**BRIEF:**
After the line containing "level reuse the", write nothing more; before it, reproduce every line of the material below exactly, starting with the first.

_____

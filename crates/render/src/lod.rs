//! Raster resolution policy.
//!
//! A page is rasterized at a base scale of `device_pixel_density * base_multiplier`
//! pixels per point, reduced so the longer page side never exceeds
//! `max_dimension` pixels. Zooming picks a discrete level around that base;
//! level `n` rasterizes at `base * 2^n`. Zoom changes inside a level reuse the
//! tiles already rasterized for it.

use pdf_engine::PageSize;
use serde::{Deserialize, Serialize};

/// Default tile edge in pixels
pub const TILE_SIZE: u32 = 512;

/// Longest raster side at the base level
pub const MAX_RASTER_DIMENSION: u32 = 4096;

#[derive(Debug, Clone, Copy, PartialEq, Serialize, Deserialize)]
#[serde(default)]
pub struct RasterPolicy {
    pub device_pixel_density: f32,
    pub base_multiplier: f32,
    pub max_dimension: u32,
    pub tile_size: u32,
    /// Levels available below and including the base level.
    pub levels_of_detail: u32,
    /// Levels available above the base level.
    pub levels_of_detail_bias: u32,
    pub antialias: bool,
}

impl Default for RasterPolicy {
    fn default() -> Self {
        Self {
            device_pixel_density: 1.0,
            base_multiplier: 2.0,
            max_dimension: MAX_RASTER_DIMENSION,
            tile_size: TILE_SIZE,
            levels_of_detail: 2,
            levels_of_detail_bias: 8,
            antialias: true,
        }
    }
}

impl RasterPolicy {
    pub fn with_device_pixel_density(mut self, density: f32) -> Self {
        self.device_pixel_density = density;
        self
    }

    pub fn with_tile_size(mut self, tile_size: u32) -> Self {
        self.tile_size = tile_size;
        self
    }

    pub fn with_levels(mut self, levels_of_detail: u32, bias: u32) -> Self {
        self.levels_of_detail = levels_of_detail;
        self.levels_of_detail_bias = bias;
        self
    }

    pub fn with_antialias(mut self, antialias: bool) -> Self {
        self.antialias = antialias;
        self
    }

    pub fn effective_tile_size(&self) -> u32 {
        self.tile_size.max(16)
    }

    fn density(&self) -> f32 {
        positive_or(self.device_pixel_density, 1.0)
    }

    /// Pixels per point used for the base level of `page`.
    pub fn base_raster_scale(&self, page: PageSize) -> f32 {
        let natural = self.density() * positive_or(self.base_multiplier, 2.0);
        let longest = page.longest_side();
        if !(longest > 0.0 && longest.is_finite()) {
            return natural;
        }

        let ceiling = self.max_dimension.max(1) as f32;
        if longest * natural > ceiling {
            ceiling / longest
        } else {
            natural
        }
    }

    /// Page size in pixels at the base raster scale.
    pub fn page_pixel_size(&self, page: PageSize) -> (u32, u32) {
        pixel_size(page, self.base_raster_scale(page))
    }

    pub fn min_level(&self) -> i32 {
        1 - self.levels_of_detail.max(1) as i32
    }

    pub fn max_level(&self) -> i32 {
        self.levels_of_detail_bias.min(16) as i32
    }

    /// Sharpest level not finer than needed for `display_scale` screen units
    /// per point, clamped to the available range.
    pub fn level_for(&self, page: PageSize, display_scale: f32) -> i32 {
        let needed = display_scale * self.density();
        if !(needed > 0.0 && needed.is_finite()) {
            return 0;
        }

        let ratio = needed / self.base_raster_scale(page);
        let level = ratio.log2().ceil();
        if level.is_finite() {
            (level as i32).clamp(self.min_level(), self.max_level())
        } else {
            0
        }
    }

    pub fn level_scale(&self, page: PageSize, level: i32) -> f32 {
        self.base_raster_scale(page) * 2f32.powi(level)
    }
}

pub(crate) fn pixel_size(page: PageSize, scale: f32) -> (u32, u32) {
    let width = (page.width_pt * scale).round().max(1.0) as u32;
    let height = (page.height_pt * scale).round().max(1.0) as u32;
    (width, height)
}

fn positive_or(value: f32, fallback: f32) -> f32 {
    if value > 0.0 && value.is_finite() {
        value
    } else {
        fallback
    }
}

_____

**TASK SOLUTION:**
filename crates/render/src/lod.rs
//! Raster resolution policy.
//!
//! A page is rasterized at a base scale of `device_pixel_density * base_multiplier`
//! pixels per point, reduced so the longer page side never exceeds
//! `max_dimension` pixels. Zooming picks a discrete level around that base;
//! level `n` rasterizes at `base * 2^n`. Zoom changes inside a level reuse the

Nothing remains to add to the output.